I recently found this forum while looking for info on my piranha, I must say it is very helpful!!

I do however have a problem with my fish.
I have a 95g with two red bellies about 5 inchs long.
They have lived well with each other for quit a while now.
About two weeks ago the one started to act strange.(laying on the bottom, gasping)
I added a fungus eliminater bec


----------



## weino (Nov 27, 2004)

Sorry about that!!
I notices a white fungus on him and added the fungus eliminator.
Now the fungus is gone but both p's are looking bad.
they both lie on the bottom and hardly move.
they havent eaten in over a week.
It looks like there gills are unable to pump water through(looks like the are sufficating) what I mean by that is their gills hardly move.
Has anyone seen this before or can anyone offer some advice.
I have had them for about 2 years and would hate to loose them

Thanks


----------



## weezplz (Oct 18, 2004)

yeah this site is awesome, but it always helps people identify the problem if you can possibly post pics..sorry to hear about your p's.


----------



## skelator (Sep 12, 2004)

Somebody that you should address this issue to is DonH... He is very insiteful with situations such as these.

How are your water parameters? What "fungus eliminator" did you add to your tank?

I'm no expert, but I would resort to water changes for a start. Aprox 10-15% water changes several days in a row, adding a tapwater conditioner at every change (assuming you have tap water). This is no fix, but a start to getting everything in check.


----------



## weino (Nov 27, 2004)

I lost one of them last night and the other is looking poor.

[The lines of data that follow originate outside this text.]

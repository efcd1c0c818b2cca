use std::fs;
use std::path::{Path, PathBuf};
use std::time::Duration;

use serde::{Deserialize, Serialize};

use crate::error::{Result, ShelfError};

pub const DEFAULT_CATALOG: &str = "books.json";
pub const DRIVE_BASE_URL: &str = "https://www.googleapis.com/drive/v3";
pub const BOOKS_BASE_URL: &str = "https://www.googleapis.com/books/v1";

/// Settings shared by every command.
///
/// Resolution order: built-in defaults, then the optional JSON config file,
/// then `SHELF_*` environment variables (a `.env` file is read first), then
/// whatever the CLI flags override afterwards.
#[derive(Debug, Clone, Serialize, Deserialize, PartialEq)]
#[serde(rename_all = "camelCase", default)]
pub struct Config {
  pub catalog_path: PathBuf,
  pub credentials_path: Option<PathBuf>,
  pub folder_id: Option<String>,
  pub api_key: Option<String>,
  pub request_delay_ms: u64,
  pub checkpoint_every: usize,
  pub drive_base_url: String,
  pub books_base_url: String,
  #[serde(skip)]
  access_token: Option<String>,
}

impl Default for Config {
  fn default() -> Self {
    Config {
      catalog_path: PathBuf::from(DEFAULT_CATALOG),
      credentials_path: None,
      folder_id: None,
      api_key: None,
      request_delay_ms: 300,
      checkpoint_every: 20,
      drive_base_url: DRIVE_BASE_URL.to_string(),
      books_base_url: BOOKS_BASE_URL.to_string(),
      access_token: None,
    }
  }
}

#[derive(Deserialize)]
struct Credentials {
  #[serde(alias = "accessToken")]
  access_token: String,
}

impl Config {
  pub fn load(path: Option<&Path>) -> Result<Self> {
    if let Ok(env_file) = dotenvy::dotenv() {
      log::debug!("read environment from {}", env_file.display());
    }
    let mut config = match path {
      Some(path) => Self::from_file(path)?,
      None => Config::default(),
    };
    config.apply_env(|key| std::env::var(key).ok())?;
    Ok(config)
  }

  pub fn from_file(path: &Path) -> Result<Self> {
    let raw = fs::read_to_string(path)
      .map_err(|err| ShelfError::Config(format!("cannot read {}: {}", path.display(), err)))?;
    serde_json::from_str(&raw)
      .map_err(|err| ShelfError::Config(format!("invalid config {}: {}", path.display(), err)))
  }

  /// Applies `SHELF_*` overrides taken from `lookup`.
  pub fn apply_env<F>(&mut self, lookup: F) -> Result<()>
  where
    F: Fn(&str) -> Option<String>,
  {
    let get = |key: &str| lookup(key).filter(|value| !value.trim().is_empty());

    if let Some(value) = get("SHELF_CATALOG") {
      self.catalog_path = PathBuf::from(value);
    }
    if let Some(value) = get("SHELF_CREDENTIALS_PATH") {
      self.credentials_path = Some(PathBuf::from(value));
    }
    if let Some(value) = get("SHELF_FOLDER_ID") {
      self.folder_id = Some(value);
    }
    if let Some(value) = get("SHELF_API_KEY") {
      self.api_key = Some(value);
    }
    if let Some(value) = get("SHELF_ACCESS_TOKEN") {
      self.access_token = Some(value);
    }
    if let Some(value) = get("SHELF_REQUEST_DELAY_MS") {
      self.request_delay_ms = parse_number("SHELF_REQUEST_DELAY_MS", &value)?;
    }
    if let Some(value) = get("SHELF_CHECKPOINT_EVERY") {
      self.checkpoint_every = parse_number("SHELF_CHECKPOINT_EVERY", &value)?;
    }
    Ok(())
  }

  pub fn request_delay(&self) -> Duration {
    Duration::from_millis(self.request_delay_ms)
  }

  pub fn require_folder_id(&self) -> Result<&str> {
    self
      .folder_id
      .as_deref()
      .ok_or_else(|| ShelfError::Config("no folder id: set folderId or SHELF_FOLDER_ID".to_string()))
  }

  /// Bearer token for the storage API: `SHELF_ACCESS_TOKEN` first, then the
  /// `access_token` field of the credentials file.
  pub fn access_token(&self) -> Result<String> {
    if let Some(token) = &self.access_token {
      return Ok(token.clone());
    }
    let path = self.credentials_path.as_ref().ok_or_else(|| {
      ShelfError::Config(
        "no access token: set SHELF_ACCESS_TOKEN or credentialsPath".to_string(),
      )
    })?;
    let raw = fs::read_to_string(path)
      .map_err(|err| ShelfError::Config(format!("cannot read {}: {}", path.display(), err)))?;
    let credentials: Credentials = serde_json::from_str(&raw).map_err(|err| {
      ShelfError::Config(format!("invalid credentials {}: {}", path.display(), err))
    })?;
    if credentials.access_token.trim().is_empty() {
      return Err(ShelfError::Config(format!(
        "credentials {} hold an empty access token",
        path.display()
      )));
    }
    Ok(credentials.access_token)
  }
}

fn parse_number<T: std::str::FromStr>(key: &str, value: &str) -> Result<T> {
  value
    .trim()
    .parse::<T>()
    .map_err(|_| ShelfError::Config(format!("{} must be a whole number, got {:?}", key, value)))
}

I have started to do 30% water changes daily.
I use a tap water cond. called "START RIGHT" it is a crystal type additive.
Same with the fungus eliminator(it is also a crystal type)
Unforntunatly I dont have any pics.(or a camera for that matter)!!
In a couple of days I am also going to add a parasite guard.
Does anyone know what water parameters I should be in, or a good type of ph tester to buy. I will check at the fist shop next time I am there for what testers they offer.
Like I said before the have been fine for a couple years, this just came on.

Thanks for the help.


----------



## jan (Apr 24, 2004)

I don't know much about diseases, maybe you get better advice in the disease and injury's forum.

Good luck.


----------



## carisma02uk (Aug 1, 2004)

i could say its possibly due to water peramiters, i would suggest a lil smaller water changes like 15-20 and make sure its at the rite temp the shock could kill your last one.
i would say add some salt there is a pinned thread on salt around some were this will help them what filteration and heater air pump any other tank mate and what do you feed them.

i am now thinking feeders introducing paras or fungal infections but idk yet as i dont know what you feed.

hope we can all help. and welcome chap. good look JON..


----------



## Genin (Feb 4, 2003)

I will move this to the proper forum so you get more answers. Add salt and melafix if the fungus is eating flesh. good luck bro.


----------